Bacaan: Ratapan 2 : 1 – 22 | Pujian: KJ. 453
Nats: “Curahkanlah isi hatimu bagaikan air di hadapan Tuhan. Angkatlah tanganmu kepada-Nya demi hidup anak-anakmu, yang lemah lesu karena lapar di setiap ujung jalan!” (Ayat 19)
“Jika oleh pencobaan kacau-balau hidupmu, jangan kau berputus asa; pada Tuhan berseru! Yesus Kawan yang setia, tidak ada tara-Nya. Ia tahu kelemahanmu; naikkan doa padaNya!” (KJ. 453:2)

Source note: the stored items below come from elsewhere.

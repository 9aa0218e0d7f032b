use std::fmt;
use std::sync::Arc;
use std::time::Duration;

use bon::Builder;
use serde::Serialize;
use url::Url;

use crate::Result;
use crate::error::Error;
use crate::traits::CredentialLookup;

const DEFAULT_HEARTBEAT_INTERVAL_DURATION: Duration = Duration::from_secs(30);
const DEFAULT_HEARTBEAT_ACK_TIMEOUT_DURATION: Duration = Duration::from_secs(5);
const DEFAULT_RECONNECT_STEP_DURATION: Duration = Duration::from_secs(10);
const DEFAULT_CREDENTIAL_RETRY_DURATION: Duration = Duration::from_secs(1);
const DEFAULT_QUEUE_CAPACITY: usize = 1024;

/// Configuration for a [`crate::ConnectionManager`].
///
/// ```
/// use std::time::Duration;
///
/// use resilient_ws::config::{Config, HeartbeatConfig, ReconnectConfig};
///
/// let config = Config::builder()
///     .endpoint("wss://example.com/feed")
///     .heartbeat(HeartbeatConfig::new(Duration::from_secs(10), Duration::from_secs(3)))
///     .reconnect(ReconnectConfig::linear(Duration::ZERO, Duration::from_secs(5)))
///     .build();
///
/// assert!(config.auto_reconnect);
/// ```
#[non_exhaustive]
#[derive(Clone, Builder)]
pub struct Config {
    /// Destination address, `ws://` or `wss://`
    #[builder(into)]
    pub endpoint: String,
    /// Query parameters appended to `endpoint`
    #[builder(default)]
    pub query: Vec<(String, String)>,
    /// Source of the connection-scoped token. Without it no token is sent.
    pub credentials: Option<Arc<dyn CredentialLookup>>,
    /// Frame [`crate::ConnectionManager::send_json`] payloads and text heartbeat probes as binary
    #[builder(default)]
    pub binary_mode: bool,
    #[builder(default)]
    pub heartbeat: HeartbeatConfig,
    /// Reconnect after an unexpected close
    #[builder(default = true)]
    pub auto_reconnect: bool,
    #[builder(default)]
    pub reconnect: ReconnectConfig,
    #[builder(default)]
    pub queue: QueueConfig,
    /// Delay before asking [`CredentialLookup`] again when it had no token
    #[builder(default = DEFAULT_CREDENTIAL_RETRY_DURATION)]
    pub credential_retry: Duration,
    /// Start connecting as soon as the manager is created
    #[builder(default = true)]
    pub connect_on_create: bool,
}

impl Config {
    /// Check the configuration and return the parsed endpoint.
    pub(crate) fn validate(&self) -> Result<Url> {
        if self.endpoint.trim().is_empty() {
            return Err(Error::validation("endpoint is required"));
        }

        let mut url = Url::parse(&self.endpoint)?;
        if !matches!(url.scheme(), "ws" | "wss") {
            return Err(Error::validation(format!(
                "unsupported endpoint scheme `{}`, expected ws or wss",
                url.scheme()
            )));
        }

        if self.heartbeat.enabled
            && (self.heartbeat.interval.is_zero() || self.heartbeat.ack_timeout.is_zero())
        {
            return Err(Error::validation(
                "heartbeat interval and ack timeout must be non-zero",
            ));
        }

        if self.queue.capacity == 0 {
            return Err(Error::validation("queue capacity must be non-zero"));
        }

        self.reconnect.policy.validate()?;

        if !self.query.is_empty() {
            let mut pairs = url.query_pairs_mut();
            for (key, value) in &self.query {
                pairs.append_pair(key, value);
            }
        }

        Ok(url)
    }
}

impl fmt::Debug for Config {
    fn fmt(&self, f: &mut fmt::Formatter<'_>) -> fmt::Result {
        f.debug_struct("Config")
            .field("endpoint", &self.endpoint)
            .field("query", &self.query)
            .field("credentials", &self.credentials.is_some())
            .field("binary_mode", &self.binary_mode)
            .field("heartbeat", &self.heartbeat)
            .field("auto_reconnect", &self.auto_reconnect)
            .field("reconnect", &self.reconnect)
            .field("queue", &self.queue)
            .field("credential_retry", &self.credential_retry)
            .field("connect_on_create", &self.connect_on_create)
            .finish()
    }
}

/// Heartbeat watchdog settings.
#[non_exhaustive]
#[derive(Debug, Clone, PartialEq, Eq)]
pub struct HeartbeatConfig {
    pub enabled: bool,
    /// Idle time without inbound traffic before a probe is sent
    pub interval: Duration,
    /// Maximum time to wait for the acknowledgment before the channel is considered dead
    pub ack_timeout: Duration,
    pub probe: HeartbeatProbe,
}

impl HeartbeatConfig {
    #[must_use]
    pub fn new(interval: Duration, ack_timeout: Duration) -> Self {
        Self {
            enabled: true,
            interval,
            ack_timeout,
            probe: HeartbeatProbe::Control,
        }
    }

    #[must_use]
    pub fn disabled() -> Self {
        Self {
            enabled: false,
            ..Self::default()
        }
    }

    #[must_use]
    pub fn with_probe(mut self, probe: HeartbeatProbe) -> Self {
        self.probe = probe;
        self
    }
}

impl Default for HeartbeatConfig {
    fn default() -> Self {
        Self::new(
            DEFAULT_HEARTBEAT_INTERVAL_DURATION,
            DEFAULT_HEARTBEAT_ACK_TIMEOUT_DURATION,
        )
    }
}

/// What the watchdog sends and what it accepts as the answer.
#[non_exhaustive]
#[derive(Debug, Clone, Default, PartialEq, Eq)]
pub enum HeartbeatProbe {
    /// WebSocket Ping control frame, answered by a Pong
    #[default]
    Control,
    /// Application-level sentinels, matched by exact equality on a text frame
    Text { probe: String, ack: String },
}

impl HeartbeatProbe {
    #[must_use]
    pub fn text<P: Into<String>, A: Into<String>>(probe: P, ack: A) -> Self {
        Self::Text {
            probe: probe.into(),
            ack: ack.into(),
        }
    }

    /// Text sentinels from structured content, serialized as JSON.
    pub fn json<P: Serialize, A: Serialize>(probe: &P, ack: &A) -> Result<Self> {
        Ok(Self::Text {
            probe: serde_json::to_string(probe)?,
            ack: serde_json::to_string(ack)?,
        })
    }
}

/// Configuration for automatic reconnection behavior.
#[non_exhaustive]
#[derive(Debug, Clone, PartialEq)]
pub struct ReconnectConfig {
    pub policy: BackoffPolicy,
    /// Maximum number of consecutive reconnection attempts before giving up.
    /// `None` means infinite retries.
    pub max_attempts: Option<u32>,
}

impl ReconnectConfig {
    #[must_use]
    pub fn linear(base: Duration, step: Duration) -> Self {
        Self {
            policy: BackoffPolicy::Linear {
                base,
                step,
                max: None,
            },
            max_attempts: None,
        }
    }

    #[must_use]
    pub fn exponential(initial: Duration, multiplier: f64, max: Duration) -> Self {
        Self {
            policy: BackoffPolicy::Exponential {
                initial,
                multiplier,
                max,
            },
            max_attempts: None,
        }
    }

    #[must_use]
    pub fn with_max_attempts(mut self, max_attempts: u32) -> Self {
        self.max_attempts = Some(max_attempts);
        self
    }
}

impl Default for ReconnectConfig {
    fn default() -> Self {
        Self::linear(Duration::ZERO, DEFAULT_RECONNECT_STEP_DURATION)
    }
}

/// Growth of the delay between consecutive reconnection attempts. Both policies never decrease
/// until reset by a successful open.
#[non_exhaustive]
#[derive(Debug, Clone, PartialEq)]
pub enum BackoffPolicy {
    /// `delay = base + attempt * step`, capped at `max`
    Linear {
        base: Duration,
        step: Duration,
        max: Option<Duration>,
    },
    /// `delay = initial * multiplier ^ attempt`, capped at `max`, without jitter
    Exponential {
        initial: Duration,
        multiplier: f64,
        max: Duration,
    },
}

impl BackoffPolicy {
    /// Reject parameters under which a delay could be shorter than the one before it.
    pub(crate) fn validate(&self) -> Result<()> {
        if let Self::Exponential {
            initial,
            multiplier,
            max,
        } = *self
        {
            if !multiplier.is_finite() || multiplier < 1.0 {
                return Err(Error::validation(format!(
                    "exponential backoff multiplier must be finite and at least 1.0, got {multiplier}"
                )));
            }
            if initial > max {
                return Err(Error::validation(format!(
                    "exponential backoff initial delay {initial:?} exceeds max {max:?}"
                )));
            }
        }

        Ok(())
    }
}

/// Outbound queue bounds.
#[non_exhaustive]
#[derive(Debug, Clone, Copy, PartialEq, Eq)]
pub struct QueueConfig {
    pub capacity: usize,
    pub overflow: OverflowPolicy,
}

impl QueueConfig {
    #[must_use]
    pub const fn new(capacity: usize, overflow: OverflowPolicy) -> Self {
        Self { capacity, overflow }
    }
}

impl Default for QueueConfig {
    fn default() -> Self {
        Self::new(DEFAULT_QUEUE_CAPACITY, OverflowPolicy::DropOldest)
    }
}

/// What happens to a payload submitted to a full outbound queue.
#[non_exhaustive]
#[derive(Debug, Clone, Copy, Default, PartialEq, Eq)]
pub enum OverflowPolicy {
    /// Evict the oldest queued payload to make room
    #[default]
    DropOldest,
    /// Keep the queue as is and discard the new payload
    RejectNew,
}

Kutipan lagu Kidung Jemaat 453:2, memiliki sebuah latar belakang yang istimewa! Joseph M. Scriven pencipta lagu tersebut lahir di Irlandia tahun 1819. Pada tahun 1842, ia menyelesaikan pendidikannya dan hendak melangsungkan perkawinannya dengan seorang gadis, akan tetapi sehari sebelum hari perkawinannya, gadis tunangannya mengalami kecelakaan dan meninggal dunia. Pada tahun 1844, Joseph pindah ke Canada. Beberapa waktu di sana, dia menjadi seorang guru. Sekali lagi Joseph bertunangan dengan seorang gadis, namun sekali lagi maut merenggut sukacita dari dia. Sakit yang dialami oleh gadis tunangannya menyebabkan dia meninggal, tidak lama sebelum perkawinan mereka. Sepuluh tahun setelah Joseph pindah ke Canada, ibunya di Irlandia sakit keras. Keadaan tidak memungkinkan baginya untuk pulang ke Irlandia. Akhirnya ia menuliskan sebuah syair tentang Yesus dengan judul “What a Friend We Have in Jesus.” Kepahitan yang dialami Joseph M. Scriven tidak lantas membuatnya patah dan menyerah. Dari syair lagu yang ditulisnya kepada sang ibu yang sedang sakit ini, menunjukkan bahwa dia berupaya untuk terus berproses dalam kepahitan itu dan berupaya untuk merangkul setiap tragedi yang dialaminya.
Ratapan 2:1-22 adalah sebuah puisi tentang penderitaan. Ratapan bukan hanya bercerita tentang kedukaan dan tangisan, melainkan sebuah perjuangan untuk bertahan dan berseru kepada Allah di balik segala tragedi. Dengan jelas, penulis Ratapan menuangkan isi hatinya di tengah murka Allah. Hal yang menarik adalah penulis Ratapan menempatkan sebuah syair, khususnya di ayat 17-20 untuk terus tidak kehilangan TUHAN dalam kehidupan, di tengah peristiwa yang tidak baik-baik saja! Merangkul setiap peristiwa, khususnya bagian yang sangat pahit memang dibutuhkan sebuah kesadaran, kedewasaan, dan keberserahan di hadapan Sang Maha Kuasa. Tanpa itu semua yang ada hanyalah amarah dan kecewa. Memang tidaklah mudah menghadapi realita hidup yang pahit dan sulit, namun percayalah Tuhan Allah setia menyertai dan menolong kita. Semoga kita dimampukan seperti Joseph M. Scriven. Amin. [ven]
“Tragedi: Untuk dirangkul, bukan untuk dibenci.”